Messages sorted by: [ date ] [ thread ] [ subject ] [ author ] [ attachment ]
Mail actions: [ respond to this message ] [ mail a new topic ]

John Cowan wrote:
> > The result is a back-to-the-principles "WCode", nicely streamlined:
> > - no compatibility or precomposed characters
>
> But less compact. Without precomposed characters, the overhead of
> conversion from old character sets grows considerably.

True. Compactness was not a goal with "WCode", just ease of processing.
Anyway, this is no different from the current Unicode policy for new characters.
Also, I do not think that average strings would become that much longer. Maybe 10-20% for Western Europe.

> > + 8-bit form encodes the BMP uniquely and C1 controls as single bytes
>
> WTF-8 uses 2 bytes for ASCII, C0 Latin

No.

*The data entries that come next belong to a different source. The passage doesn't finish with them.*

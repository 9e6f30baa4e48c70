//! Whole-card templates for recurring scenarios.

use std::fmt;
use std::str::FromStr;

use serde::{Deserialize, Serialize};
use serde_json::{Map, Value};

use crate::adaptive::{
    Action, ActionStyle, AdaptiveCard, Color, ColumnWidth, Container, ContainerStyle, Element,
    ImageSize, Spacing, TextBlock,
};
use crate::builder::CardBuilder;
use crate::data_connector::DataConnector;
use crate::element_factory::{ChoiceSource, ElementFactory, TextOptions};
use crate::error::{CardError, CardResult, require_non_empty};
use crate::layout::LayoutHelper;

#[derive(Debug, Clone, Copy, PartialEq, Eq, Hash, Serialize, Deserialize)]
#[serde(rename_all = "lowercase")]
pub enum NotificationLevel {
    Info,
    Warning,
    Success,
    Danger,
}

impl NotificationLevel {
    pub const ALL: [NotificationLevel; 4] = [
        NotificationLevel::Info,
        NotificationLevel::Warning,
        NotificationLevel::Success,
        NotificationLevel::Danger,
    ];

    pub fn as_str(&self) -> &'static str {
        match self {
            NotificationLevel::Info => "info",
            NotificationLevel::Warning => "warning",
            NotificationLevel::Success => "success",
            NotificationLevel::Danger => "danger",
        }
    }

    pub fn color(&self) -> Color {
        match self {
            NotificationLevel::Info => Color::Accent,
            NotificationLevel::Warning => Color::Warning,
            NotificationLevel::Success => Color::Good,
            NotificationLevel::Danger => Color::Attention,
        }
    }

    pub fn glyph(&self) -> &'static str {
        match self {
            NotificationLevel::Info => "ℹ️",
            NotificationLevel::Warning => "⚠️",
            NotificationLevel::Success => "✅",
            NotificationLevel::Danger => "⛔",
        }
    }
}

impl fmt::Display for NotificationLevel {
    fn fmt(&self, f: &mut fmt::Formatter<'_>) -> fmt::Result {
        f.write_str(self.as_str())
    }
}

impl FromStr for NotificationLevel {
    type Err = CardError;

    fn from_str(value: &str) -> Result<Self, Self::Err> {
        let needle = value.trim();
        Self::ALL
            .into_iter()
            .find(|level| level.as_str().eq_ignore_ascii_case(needle))
            .ok_or_else(|| {
                CardError::invalid(format!(
                    "unsupported notification level '{value}' \
                     (expected info, warning, success or danger)"
                ))
            })
    }
}

/// One input of a form card.
///
/// `field_type` is matched case-insensitively against `text`, `date` and `choice`.
#[derive(Debug, Clone, PartialEq, Serialize, Deserialize)]
pub struct FormField {
    #[serde(rename = "type", default = "default_field_type")]
    pub field_type: String,
    pub id: String,
    #[serde(default)]
    pub label: Option<String>,
    #[serde(default)]
    pub placeholder: Option<String>,
    #[serde(default)]
    pub required: bool,
    #[serde(default)]
    pub choices: Vec<Value>,
    #[serde(default)]
    pub multi_select: bool,
    #[serde(default)]
    pub max_length: Option<u32>,
}

fn default_field_type() -> String {
    "text".to_string()
}

impl FormField {
    pub fn text(id: impl Into<String>, label: impl Into<String>) -> Self {
        Self::new("text", id, label)
    }

    pub fn date(id: impl Into<String>, label: impl Into<String>) -> Self {
        Self::new("date", id, label)
    }

    pub fn choice(id: impl Into<String>, label: impl Into<String>, choices: Vec<Value>) -> Self {
        Self {
            choices,
            ..Self::new("choice", id, label)
        }
    }

    pub fn new(
        field_type: impl Into<String>,
        id: impl Into<String>,
        label: impl Into<String>,
    ) -> Self {
        Self {
            field_type: field_type.into(),
            id: id.into(),
            label: Some(label.into()),
            placeholder: None,
            required: false,
            choices: Vec::new(),
            multi_select: false,
            max_length: None,
        }
    }

    pub fn required(mut self) -> Self {
        self.required = true;
        self
    }

    pub fn placeholder(mut self, placeholder: impl Into<String>) -> Self {
        self.placeholder = Some(placeholder.into());
        self
    }

    fn input(&self) -> CardResult<Element> {
        let placeholder = self.placeholder.as_deref();
        match self.field_type.trim().to_ascii_lowercase().as_str() {
            "text" => Ok(ElementFactory::create_text_input(
                &self.id,
                placeholder,
                self.required,
                self.max_length,
            )?
            .into()),
            "date" => {
                Ok(ElementFactory::create_date_input(&self.id, placeholder, self.required)?.into())
            }
            "choice" => Ok(ElementFactory::create_choice_set(
                &self.id,
                self.choices.iter().cloned().map(ChoiceSource::Raw),
                placeholder,
                self.required,
                self.multi_select,
            )?
            .into()),
            other => Err(CardError::invalid(format!(
                "unsupported form field type '{other}' for field '{}'",
                self.id
            ))),
        }
    }
}

pub struct TemplateFactory;

impl TemplateFactory {
    /// Title, colored message and an optional "View Details" link.
    ///
    /// With an icon the title shares a row with a small image; without one the title is
    /// prefixed by the level's glyph.
    pub fn create_notification_card(
        title: &str,
        message: &str,
        level: NotificationLevel,
        icon_url: Option<&str>,
        action_url: Option<&str>,
    ) -> CardResult<AdaptiveCard> {
        require_non_empty("message", message)?;
        let mut builder = CardBuilder::new();
        builder = match present(icon_url) {
            Some(icon) => {
                let heading = ElementFactory::create_heading(title, 2)?;
                let image = ElementFactory::create_image(
                    icon,
                    &format!("{level} icon"),
                    Some(ImageSize::Small),
                    None,
                )?;
                builder.add_item(LayoutHelper::create_two_column_layout(
                    vec![heading.into()],
                    vec![image.into()],
                    Some(ColumnWidth::Stretch),
                    Some(ColumnWidth::Auto),
                ))
            }
            None => {
                require_non_empty("title", title)?;
                builder.add_item(ElementFactory::create_heading(
                    &format!("{} {}", level.glyph(), title.trim()),
                    2,
                )?)
            }
        };
        builder = builder.add_item(ElementFactory::create_text(
            message,
            TextOptions::default().color(level.color()),
        )?);
        if let Some(url) = present(action_url) {
            builder = builder.add_action(Action::open_url("View Details", url));
        }
        builder.build()
    }

    /// Heading, optional subtitle, then a label and input per field in order. Fields
    /// without a label are labelled with their id.
    pub fn create_form_card(
        title: &str,
        subtitle: Option<&str>,
        fields: &[FormField],
        submit_label: &str,
    ) -> CardResult<AdaptiveCard> {
        require_non_empty("submit label", submit_label)?;
        let mut builder = CardBuilder::new().add_item(ElementFactory::create_heading(title, 1)?);
        if let Some(subtitle) = present(subtitle) {
            builder = builder
                .add_item(ElementFactory::create_text(subtitle, TextOptions::default().subtle())?);
        }
        for field in fields {
            let input = field.input()?;
            let label = present(field.label.as_deref()).unwrap_or(field.id.as_str());
            builder = builder
                .add_item(TextBlock::new(label).wrap(true).spacing(Spacing::Medium))
                .add_item(input);
        }
        let form_id = title.trim().to_lowercase().replace(' ', "_");
        builder
            .add_action(Action::submit(submit_label).with_data("form_id", form_id))
            .build()
    }

    pub fn create_article_card(
        title: &str,
        content: &str,
        image_url: Option<&str>,
        author: Option<&str>,
        date: Option<&str>,
        action_url: Option<&str>,
    ) -> CardResult<AdaptiveCard> {
        require_non_empty("content", content)?;
        let mut builder = CardBuilder::new();
        if let Some(url) = present(image_url) {
            let image = ElementFactory::create_image(url, title, Some(ImageSize::Large), None)?;
            builder = builder.add_item(image);
        }
        builder = builder.add_item(ElementFactory::create_heading(title, 1)?);
        let byline = match (present(author), present(date)) {
            (Some(author), Some(date)) => Some(format!("By {author} | {date}")),
            (Some(author), None) => Some(format!("By {author}")),
            (None, Some(date)) => Some(date.to_string()),
            (None, None) => None,
        };
        if let Some(byline) = byline {
            builder = builder.add_item(TextBlock::new(byline).subtle(true).spacing(Spacing::Small));
        }
        builder = builder.add_item(TextBlock::new(content).wrap(true).spacing(Spacing::Medium));
        if let Some(url) = present(action_url) {
            builder = builder.add_action(Action::open_url("Read More", url));
        }
        builder.build()
    }

    /// Emphasised header, optional description, a fact per metric and an optional chart.
    pub fn create_dashboard_card<I, K, V>(
        title: &str,
        metrics: I,
        description: Option<&str>,
        chart_image_url: Option<&str>,
    ) -> CardResult<AdaptiveCard>
    where
        I: IntoIterator<Item = (K, V)>,
        K: Into<String>,
        V: Into<String>,
    {
        let header = Container::new(vec![ElementFactory::create_heading(title, 1)?.into()])
            .style(ContainerStyle::Emphasis)
            .bleed(true);
        let mut builder = CardBuilder::new().add_item(header);
        if let Some(description) = present(description) {
            builder =
                builder.add_item(TextBlock::new(description).wrap(true).spacing(Spacing::Medium));
        }
        builder = builder.add_item(DataConnector::create_fact_set(metrics));
        if let Some(url) = present(chart_image_url) {
            let chart = ElementFactory::create_image(url, "Chart", Some(ImageSize::Large), None)?;
            builder = builder.add_item(chart.separator(true));
        }
        builder.build()
    }

    pub fn create_confirmation_card(
        title: &str,
        message: &str,
        confirm_button_text: &str,
        cancel_button_text: &str,
    ) -> CardResult<AdaptiveCard> {
        Self::create_confirmation_card_with_data(
            title,
            message,
            confirm_button_text,
            cancel_button_text,
            Map::new(),
        )
    }

    /// Like [`Self::create_confirmation_card`], merging `action_data` into the confirm payload.
    pub fn create_confirmation_card_with_data(
        title: &str,
        message: &str,
        confirm_button_text: &str,
        cancel_button_text: &str,
        action_data: Map<String, Value>,
    ) -> CardResult<AdaptiveCard> {
        require_non_empty("confirm button text", confirm_button_text)?;
        require_non_empty("cancel button text", cancel_button_text)?;
        require_non_empty("message", message)?;
        let mut confirm_data = Map::new();
        confirm_data.insert("action".to_string(), Value::from("confirm"));
        confirm_data.extend(action_data);

        CardBuilder::new()
            .add_item(ElementFactory::create_heading(title, 1)?)
            .add_item(TextBlock::new(message).wrap(true).spacing(Spacing::Medium))
            .add_action(
                Action::submit(confirm_button_text)
                    .data(confirm_data)
                    .style(ActionStyle::Positive),
            )
            .add_action(
                Action::submit(cancel_button_text)
                    .with_data("action", "cancel")
                    .style(ActionStyle::Default),
            )
            .build()
    }
}

fn present(value: Option<&str>) -> Option<&str> {
    value.map(str::trim).filter(|text| !text.is_empty())
}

It uses single bytes for 00..9f, which includes US-ASCII, C0 & C1 controls.

> , Latin A and B, Modifiers, Marks,
> IPA, and part of Greek; the rest of Greek (the alphabet is actually
> split down the middle), Cyrillic, Armenian, Hebrew, Arabic, Syriac, Thaana
> are now 3 bytes.
>
> So typical Greek or Cyrillic text now requires 3 bytes per letter in WTF-8,
> 2 bytes in WTF-16. WTF-8 is only really useful for ASCII-compatibility.

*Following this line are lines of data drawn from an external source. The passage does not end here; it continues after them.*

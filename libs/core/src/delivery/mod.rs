//! Webhook delivery of finished cards.
//!
//! Every outcome, including pre-flight validation failures and transport errors, is
//! reported as a [`DeliveryResult`]; `send` never fails.

mod transport;

pub use transport::{ReqwestWebhookTransport, TransportError, TransportResponse, WebhookTransport};

use std::time::{Duration, Instant};

use metrics::{counter, histogram};
use serde::{Deserialize, Serialize};
use serde_json::{Value, json};
use tracing::{info, warn};
use url::Url;

use crate::adaptive::AdaptiveCard;
use crate::error::{CardError, CardResult};
use crate::validation::{TargetPlatform, ValidationResult, ValidationUtility};

pub const DEFAULT_DELIVERY_TIMEOUT: Duration = Duration::from_secs(30);
pub const ADAPTIVE_CARD_CONTENT_TYPE: &str = "application/vnd.microsoft.card.adaptive";
const MAX_ERROR_BODY_CHARS: usize = 512;

/// Shape of the POSTed body.
#[derive(Debug, Clone, Copy, PartialEq, Eq, Default, Serialize, Deserialize)]
#[serde(rename_all = "snake_case")]
pub enum PayloadEnvelope {
    /// The card document itself.
    #[default]
    Card,
    /// A Teams `message` activity carrying the card as its only attachment.
    TeamsMessage,
}

impl PayloadEnvelope {
    pub fn wrap(&self, card: Value) -> Value {
        match self {
            PayloadEnvelope::Card => card,
            PayloadEnvelope::TeamsMessage => json!({
                "type": "message",
                "attachments": [{
                    "contentType": ADAPTIVE_CARD_CONTENT_TYPE,
                    "contentUrl": null,
                    "content": card,
                }]
            }),
        }
    }
}

#[derive(Debug, Clone, PartialEq)]
pub struct DeliveryConfig {
    pub webhook_url: Option<String>,
    pub target: TargetPlatform,
    pub timeout: Duration,
    pub envelope: PayloadEnvelope,
}

impl Default for DeliveryConfig {
    fn default() -> Self {
        Self {
            webhook_url: None,
            target: TargetPlatform::default(),
            timeout: DEFAULT_DELIVERY_TIMEOUT,
            envelope: PayloadEnvelope::default(),
        }
    }
}

#[derive(Debug, Clone, PartialEq, Serialize, Deserialize)]
pub struct DeliveryResult {
    pub success: bool,
    pub status_code: Option<u16>,
    pub message: String,
    #[serde(default, skip_serializing_if = "Option::is_none")]
    pub validation: Option<ValidationResult>,
}

impl DeliveryResult {
    fn failed(message: impl Into<String>) -> Self {
        Self {
            success: false,
            status_code: None,
            message: message.into(),
            validation: None,
        }
    }
}

pub struct DeliveryManager<T = ReqwestWebhookTransport> {
    webhook_url: Option<Url>,
    envelope: PayloadEnvelope,
    validator: ValidationUtility,
    transport: T,
}

impl DeliveryManager<ReqwestWebhookTransport> {
    pub fn new(config: DeliveryConfig) -> CardResult<Self> {
        let transport = ReqwestWebhookTransport::new(config.timeout)
            .map_err(|err| CardError::invalid(format!("cannot build HTTP client: {err}")))?;
        Self::with_transport(config, transport)
    }
}

impl<T: WebhookTransport> DeliveryManager<T> {
    pub fn with_transport(config: DeliveryConfig, transport: T) -> CardResult<Self> {
        let webhook_url = config.webhook_url.as_deref().map(parse_webhook_url).transpose()?;
        Ok(Self {
            webhook_url,
            envelope: config.envelope,
            validator: ValidationUtility::new(config.target),
            transport,
        })
    }

    pub fn webhook_url(&self) -> Option<&str> {
        self.webhook_url.as_ref().map(Url::as_str)
    }

    /// Replaces the destination; only absolute `http`/`https` URLs are accepted.
    pub fn set_webhook_url(&mut self, webhook_url: &str) -> CardResult<()> {
        self.webhook_url = Some(parse_webhook_url(webhook_url)?);
        Ok(())
    }

    pub fn validate_before_send(&self, card: &AdaptiveCard) -> CardResult<ValidationResult> {
        self.validator.validate(card)
    }

    pub fn send(&self, card: &AdaptiveCard, validate: bool) -> DeliveryResult {
        match card.to_value() {
            Ok(value) => self.send_json(&value, validate),
            Err(err) => DeliveryResult::failed(format!("Card serialization failed: {err}")),
        }
    }

    /// Same as [`Self::send`] for a card that only exists as JSON.
    pub fn send_json(&self, card: &Value, validate: bool) -> DeliveryResult {
        let Some(url) = self.webhook_url.as_ref() else {
            record_outcome("not_configured");
            return DeliveryResult::failed("No webhook URL configured");
        };

        let payload = self.envelope.wrap(card.clone());
        let mut validation = None;
        if validate {
            let checked = self.validator.validate_json(card).and_then(|mut result| {
                // The envelope adds bytes the host counts against the same limit.
                if self.envelope != PayloadEnvelope::Card {
                    if let Some(detail) = self.validator.check_payload_size(&payload)? {
                        result.details.push(detail);
                        result.valid = false;
                    }
                }
                Ok(result)
            });
            let result = match checked {
                Ok(result) => result,
                Err(err) => {
                    record_outcome("invalid");
                    return DeliveryResult::failed(format!("Card validation failed: {err}"));
                }
            };
            if !result.valid {
                warn!(failures = ?result.details, "card rejected before delivery");
                record_outcome("invalid");
                return DeliveryResult {
                    message: format!("Card validation failed: {}", result.summary()),
                    validation: Some(result),
                    ..DeliveryResult::failed("")
                };
            }
            validation = Some(result);
        }

        let started = Instant::now();
        let outcome = self.transport.post_json(url.as_str(), &payload);
        histogram!("cardkit_delivery_seconds").record(started.elapsed().as_secs_f64());

        let mut result = match outcome {
            Ok(response) if (200..300).contains(&response.status) => {
                info!(status = response.status, host = ?url.host_str(), "card delivered");
                record_outcome("delivered");
                DeliveryResult {
                    success: true,
                    status_code: Some(response.status),
                    message: "Card delivered successfully".to_string(),
                    validation: None,
                }
            }
            Ok(response) => {
                warn!(status = response.status, host = ?url.host_str(), "webhook rejected card");
                record_outcome("rejected");
                DeliveryResult {
                    success: false,
                    status_code: Some(response.status),
                    message: format!(
                        "Delivery failed with status {}: {}",
                        response.status,
                        truncate(&response.body)
                    ),
                    validation: None,
                }
            }
            Err(TransportError::Timeout(after)) => {
                warn!(timeout = ?after, host = ?url.host_str(), "webhook delivery timed out");
                record_outcome("timeout");
                DeliveryResult::failed(format!("Delivery timed out after {after:?}"))
            }
            Err(TransportError::Connect(reason)) => {
                warn!(%reason, host = ?url.host_str(), "webhook connection failed");
                record_outcome("connect_error");
                DeliveryResult::failed(format!("Delivery connection failed: {reason}"))
            }
            Err(TransportError::Other(reason)) => {
                warn!(%reason, host = ?url.host_str(), "webhook delivery failed");
                record_outcome("error");
                DeliveryResult::failed(format!("Delivery error: {reason}"))
            }
        };
        result.validation = validation;
        result
    }
}

fn parse_webhook_url(raw: &str) -> CardResult<Url> {
    let url = Url::parse(raw.trim())
        .map_err(|err| CardError::invalid(format!("invalid webhook url '{raw}': {err}")))?;
    match url.scheme() {
        "http" | "https" => Ok(url),
        other => Err(CardError::invalid(format!(
            "webhook url must use http or https, got '{other}'"
        ))),
    }
}

fn record_outcome(outcome: &'static str) {
    counter!("cardkit_delivery_total", "outcome" => outcome).increment(1);
}

fn truncate(body: &str) -> String {
    body.chars().take(MAX_ERROR_BODY_CHARS).collect()
}

#[cfg(test)]
mod tests {
    use super::*;
    use crate::adaptive::TextBlock;
    use std::sync::Mutex;

    #[derive(Default)]
    struct RecordingTransport {
        calls: Mutex<Vec<(String, Value)>>,
        reply: Mutex<Option<Result<TransportResponse, TransportError>>>,
    }

    impl RecordingTransport {
        fn replying(reply: Result<TransportResponse, TransportError>) -> Self {
            Self {
                calls: Mutex::new(Vec::new()),
                reply: Mutex::new(Some(reply)),
            }
        }
    }

    impl WebhookTransport for RecordingTransport {
        fn post_json(&self, url: &str, body: &Value) -> Result<TransportResponse, TransportError> {
            self.calls
                .lock()
                .unwrap()
                .push((url.to_string(), body.clone()));
            self.reply.lock().unwrap().take().unwrap_or(Ok(TransportResponse {
                status: 200,
                body: "1".into(),
            }))
        }
    }

    fn config(url: Option<&str>) -> DeliveryConfig {
        DeliveryConfig {
            webhook_url: url.map(str::to_string),
            ..DeliveryConfig::default()
        }
    }

    fn card() -> AdaptiveCard {
        let mut card = AdaptiveCard::default();
        card.push(TextBlock::new("hello").id("msg"));
        card
    }

    #[test]
    fn missing_url_is_reported() {
        let manager =
            DeliveryManager::with_transport(config(None), RecordingTransport::default()).unwrap();
        let result = manager.send(&card(), true);
        assert!(!result.success);
        assert_eq!(result.message, "No webhook URL configured");
    }

    #[test]
    fn webhook_urls_are_checked() {
        let bad = DeliveryManager::with_transport(
            config(Some("not a url")),
            RecordingTransport::default(),
        );
        assert!(bad.is_err());
        let mut manager =
            DeliveryManager::with_transport(config(None), RecordingTransport::default()).unwrap();
        assert!(manager.set_webhook_url("ftp://example.com/hook").is_err());
        manager.set_webhook_url("https://example.com/hook").unwrap();
        assert_eq!(manager.webhook_url(), Some("https://example.com/hook"));
    }

    #[test]
    fn invalid_card_is_never_posted() {
        let manager = DeliveryManager::with_transport(
            config(Some("https://example.com/hook")),
            RecordingTransport::default(),
        )
        .unwrap();
        let result = manager.send(&AdaptiveCard::default(), true);
        assert!(!result.success);
        assert!(result.message.starts_with("Card validation failed"));
        assert!(result.validation.is_some());
        assert!(manager.transport.calls.lock().unwrap().is_empty());
    }

    #[test]
    fn successful_post_carries_validation() {
        let manager = DeliveryManager::with_transport(
            config(Some("https://example.com/hook")),
            RecordingTransport::default(),
        )
        .unwrap();
        let result = manager.send(&card(), true);
        assert!(result.success);
        assert_eq!(result.status_code, Some(200));
        assert!(result.validation.unwrap().valid);
        let calls = manager.transport.calls.lock().unwrap();
        assert_eq!(calls[0].0, "https://example.com/hook");
        assert_eq!(calls[0].1["type"], "AdaptiveCard");
    }

    #[test]
    fn teams_envelope_wraps_card() {
        let manager = DeliveryManager::with_transport(
            DeliveryConfig {
                envelope: PayloadEnvelope::TeamsMessage,
                ..config(Some("https://example.com/hook"))
            },
            RecordingTransport::default(),
        )
        .unwrap();
        assert!(manager.send(&card(), false).success);
        let calls = manager.transport.calls.lock().unwrap();
        let payload = &calls[0].1;
        assert_eq!(payload["type"], "message");
        assert_eq!(payload["attachments"][0]["contentType"], ADAPTIVE_CARD_CONTENT_TYPE);
        assert_eq!(payload["attachments"][0]["content"]["type"], "AdaptiveCard");
    }

    #[test]
    fn teams_envelope_counts_toward_the_size_limit() {
        let mut card = card();
        let base = serde_json::to_vec(&card.to_value().unwrap()).unwrap().len();
        let limit = (TargetPlatform::Teams.size_limit_kb() * 1024.0) as usize;
        card.push(TextBlock::new("x".repeat(limit - base - 64)));
        assert!(ValidationUtility::new(TargetPlatform::Teams).validate(&card).unwrap().valid);

        let bare = DeliveryManager::with_transport(
            config(Some("https://example.com/hook")),
            RecordingTransport::default(),
        )
        .unwrap();
        assert!(bare.send(&card, true).success);

        let wrapped = DeliveryManager::with_transport(
            DeliveryConfig {
                envelope: PayloadEnvelope::TeamsMessage,
                ..config(Some("https://example.com/hook"))
            },
            RecordingTransport::default(),
        )
        .unwrap();
        let result = wrapped.send(&card, true);
        assert!(!result.success);
        assert!(result.message.starts_with("Card validation failed"));
        let validation = result.validation.unwrap();
        assert!(!validation.valid);
        assert!(validation.details.iter().any(|d| d.contains("payload size")));
        assert!(wrapped.transport.calls.lock().unwrap().is_empty());
    }

    #[test]
    fn non_success_status_keeps_truncated_body() {
        let manager = DeliveryManager::with_transport(
            config(Some("https://example.com/hook")),
            RecordingTransport::replying(Ok(TransportResponse {
                status: 400,
                body: "e".repeat(2000),
            })),
        )
        .unwrap();
        let result = manager.send(&card(), false);
        assert!(!result.success);
        assert_eq!(result.status_code, Some(400));
        assert!(result.message.starts_with("Delivery failed with status 400: "));
        assert!(result.message.len() < 600);
    }

    #[test]
    fn timeouts_and_connect_errors_differ() {
        let timed_out = DeliveryManager::with_transport(
            config(Some("https://example.com/hook")),
            RecordingTransport::replying(Err(TransportError::Timeout(Duration::from_secs(5)))),
        )
        .unwrap()
        .send(&card(), false);
        let refused = DeliveryManager::with_transport(
            config(Some("https://example.com/hook")),
            RecordingTransport::replying(Err(TransportError::Connect("refused".into()))),
        )
        .unwrap()
        .send(&card(), false);
        assert!(timed_out.message.contains("timed out"));
        assert!(refused.message.contains("connection failed"));
        assert_eq!(timed_out.status_code, None);
    }
}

Right. You get something - C1 controls as single bytes, as many Unix fans would like to see - and you lose something - compactness of encoding.

markus

Next message: Richard Cook: "[unicode] Re: Spam being sent to the list?"
Previous message: Marco Cimarosti: "[unicode] Re: UCS-2 Files"
Messages sorted by: [ date ] [ thread ] [ subject ] [ author ] [ attachment ]
Mail actions: [ respond to this message ] [ mail a new topic ]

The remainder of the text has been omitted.